Unfortunately, the reality is that pre-sentencing reports are sparse, at best. The statute governing pre-sentencing reports lacks clear mandates for what the reports must include. Generally, a pre- sentence report is little more than a recounting of the current charge, a defendant’s criminal history, and some basic demographic data obtained from the defendant. While recognizably problematic, the parole system does provide a safety valve that allows for the release of persons after sentence, taking into account the behavior while incarcerated and using a risk-assessment tool.
The Criminal Justice Section recommends that the Commission review what effect moving from an indeterminate to a determinate sentencing scheme has had on judicial decision making in sentencing by examining data from previous changes in violent, sex, and drug offense sentencing. This data could prove useful in determining whether switching from an indeterminate to determinate system caused an increase in either the sentences imposed or actual time served by prisoners. It would also be useful in determining the effect on time served on community supervision.
Since determinate sentencing structures do not include the possibility of parole, alternative methods of incentivizing good behavior in prison are necessary, both to ensure the safety of prison facilities and to improve post-release conduct. Pre-release rehabilitative programs are essential to successful reentry, but fewer and fewer prisoners are finding these programs available to them.
Education and work training while in prison have been proven time and again to have positive impacts on recidivism rates: “Recidivism dramatically drops among formerly incarcerated people who have participated in higher education while in prison, averaging about 46% lower recidivism rates than those of formerly incarcerated people who have not participated in post- secondary classes.” Another study found that while in-prison programs like GED prep courses can help reduce recidivism, “completing an associate’s degree had a particularly significant impact, reducing the likelihood of re-incarceration by 62 percent.”
The Section recommends expansion of eligibility and capacity for Temporary Release. Currently, less than 1% of Temporary Release applications are approved, in spite of the remarkably low rates of absconders. Temporary release directly benefits the state through taxes paid by work-release participants: in 2011, participants paid nearly $1 million in taxes, and have paid more than $42 million since 1995. They also send significant earnings to their families and children ($300,000 in 2011), reducing their dependency on the state for public support. The state benefits indirectly from the stability that Temporary Release provides to departing prisoners, because they are released with savings they earned during their work release. In 2011, workers saved a total of $1.7 million, and have saved a total of $50 million since 1995.

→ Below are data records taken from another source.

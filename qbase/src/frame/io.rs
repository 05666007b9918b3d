//! Frame encoding entry point (`WriteFrame`) and the type-dispatching decoder (`be_frame`).

use super::{
    FrameType,
    ack::be_ack_frame,
    close::be_connection_close_frame,
    conn_id::{be_new_connection_id_frame, be_retire_connection_id_frame},
    crypto::be_crypto_frame,
    error::Error,
    flow_control::{be_data_blocked_frame, be_max_data_frame, be_new_token_frame},
    path::{be_path_challenge_frame, be_path_response_frame},
    stream::be_stream_frame,
    stream_ctrl::{
        be_max_stream_data_frame, be_max_streams_frame, be_reset_stream_frame, be_stop_sending_frame,
        be_stream_data_blocked_frame, be_streams_blocked_frame,
    },
};
use crate::{
    frame::{Frame, StreamCtlFrame},
    packet::Type,
    varint::be_varint,
};

/// Encode a concrete frame value onto a buffer, writing its type byte(s) first.
pub trait WriteFrame<F> {
    fn put_frame(&mut self, frame: &F);
}

/// Parse one frame out of `input`, returning the number of bytes consumed,
/// the decoded [`Frame`], and its [`FrameType`].
///
/// `packet_type` is only used to disambiguate extension frames in callers
/// that layer a legality check on top; the bare decoder below does not
/// reject frames illegal for the given packet type, leaving that check to
/// [`FrameType::belongs_to`] at the call site.
pub fn be_frame(input: &[u8], _packet_type: Type) -> Result<(usize, Frame, FrameType), Error> {
    let origin_len = input.len();
    let (remain, raw_type) =
        be_varint(input).map_err(|_| Error::IncompleteType(format!("frame type from {input:?}")))?;
    let frame_type = FrameType::try_from(raw_type)?;

    let (remain, frame) = match frame_type {
        FrameType::Padding => (remain, Frame::Padding(super::simple::PaddingFrame)),
        FrameType::Ping => (remain, Frame::Ping(super::simple::PingFrame)),
        FrameType::Ack(ecn) => {
            let (r, f) = be_ack_frame(ecn == 1, remain)?;
            (r, Frame::Ack(f))
        }
        FrameType::ResetStream => {
            let (r, f) = be_reset_stream_frame(remain)?;
            (r, Frame::StreamCtl(StreamCtlFrame::ResetStream(f)))
        }
        FrameType::StopSending => {
            let (r, f) = be_stop_sending_frame(remain)?;
            (r, Frame::StreamCtl(StreamCtlFrame::StopSending(f)))
        }
        FrameType::Crypto => {
            let (r, (f, data)) = be_crypto_frame(remain)?;
            (r, Frame::Crypto(f, data))
        }
        FrameType::NewToken => {
            let (r, f) = be_new_token_frame(remain)?;
            (r, Frame::NewToken(f))
        }
        FrameType::Stream(bits) => {
            let (r, (f, data)) = be_stream_frame(bits, remain)?;
            (r, Frame::Stream(f, data))
        }
        FrameType::MaxData => {
            let (r, f) = be_max_data_frame(remain)?;
            (r, Frame::MaxData(f))
        }
        FrameType::MaxStreamData => {
            let (r, f) = be_max_stream_data_frame(remain)?;
            (r, Frame::StreamCtl(StreamCtlFrame::MaxStreamData(f)))
        }
        FrameType::MaxStreams(dir) => {
            let (r, f) = be_max_streams_frame(dir, remain)?;
            (r, Frame::StreamCtl(StreamCtlFrame::MaxStreams(f)))
        }
        FrameType::DataBlocked => {
            let (r, f) = be_data_blocked_frame(remain)?;
            (r, Frame::DataBlocked(f))
        }
        FrameType::StreamDataBlocked => {
            let (r, f) = be_stream_data_blocked_frame(remain)?;
            (r, Frame::StreamCtl(StreamCtlFrame::StreamDataBlocked(f)))
        }
        FrameType::StreamsBlocked(dir) => {
            let (r, f) = be_streams_blocked_frame(dir, remain)?;
            (r, Frame::StreamCtl(StreamCtlFrame::StreamsBlocked(f)))
        }
        FrameType::NewConnectionId => {
            let (r, f) = be_new_connection_id_frame(remain)?;
            (r, Frame::NewConnectionId(f))
        }
        FrameType::RetireConnectionId => {
            let (r, f) = be_retire_connection_id_frame(remain)?;
            (r, Frame::RetireConnectionId(f))
        }
        FrameType::PathChallenge => {
            let (r, f) = be_path_challenge_frame(remain)?;
            (r, Frame::Challenge(f))
        }
        FrameType::PathResponse => {
            let (r, f) = be_path_response_frame(remain)?;
            (r, Frame::Response(f))
        }
        FrameType::ConnectionClose(layer) => {
            let (r, f) = be_connection_close_frame(layer, remain)?;
            (r, Frame::Close(f))
        }
        FrameType::HandshakeDone => (remain, Frame::HandshakeDone(super::simple::HandshakeDoneFrame)),
    };

    let consumed = origin_len - remain.len();
    Ok((consumed, frame, frame_type))
}
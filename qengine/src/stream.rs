//! A thin, cloneable handle to one stream on one connection (spec §6's
//! `rsv_stream`/`read_stream`/`write`/`close_stream`, given a concrete
//! receiver instead of threading a `StreamId` through every call site).

use std::sync::Arc;

use bytes::Bytes;
use qbase::sid::StreamId;

use crate::{error::ApiError, handle::ConnectionHandle};

/// One stream, addressed by the connection it belongs to and its id.
#[derive(Clone)]
pub struct Stream {
    conn: Arc<ConnectionHandle>,
    id: StreamId,
}

impl Stream {
    pub(crate) fn new(conn: Arc<ConnectionHandle>, id: StreamId) -> Self {
        Self { conn, id }
    }

    pub fn id(&self) -> StreamId {
        self.id
    }

    /// Queue `data` for sending, optionally marking the end of the stream.
    pub async fn write(&self, data: Bytes, fin: bool) -> Result<(), ApiError> {
        self.conn.write(self.id, data, fin).await
    }

    /// Wait for, then return, the next chunk of contiguous bytes. `Ok(None)`
    /// once the stream is finished with nothing left to read.
    pub async fn read(&self) -> Result<Option<Bytes>, ApiError> {
        self.conn.read_stream(self.id).await
    }

    /// Locally abort this stream's send side with an application error code.
    pub async fn close(&self, error_code: u64) -> Result<(), ApiError> {
        self.conn.close_stream(self.id, error_code).await
    }
}
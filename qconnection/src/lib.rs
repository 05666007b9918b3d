//! The per-connection transport core: frame dispatch, the connection state
//! machine, CID lifecycle and path validation built on [`qbase`]'s wire
//! types, [`qrecovery`]'s stream/buffer reassembly, and [`qcongestion`]'s
//! loss detection and congestion control.
//!
//! Encryption, the TLS handshake itself, and UDP I/O are external
//! collaborators this crate never touches directly; it only holds the state
//! a connection's event loop drives between them.

pub mod cid;
pub mod connection;
pub mod crypto;
pub mod frame;
pub mod path;
pub mod space;
pub mod termination;
pub mod timer;

pub use connection::{Connection, ConnectionState, Transmit};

The Criminal Justice Section has significant concerns about the proposed sentencing range, the excessive maximum in the ranges, and the real possibility that it will result in people serving longer sentences. We believe that a thorough review of existing data regarding outlier sentences in current time-served analyses, previous sentencing changes to determinate sentencing, and racial disparities in sentencing is necessary. We also urge that any change in sentencing must be accompanied by concurrent changes that expand opportunities for rehabilitation in prison.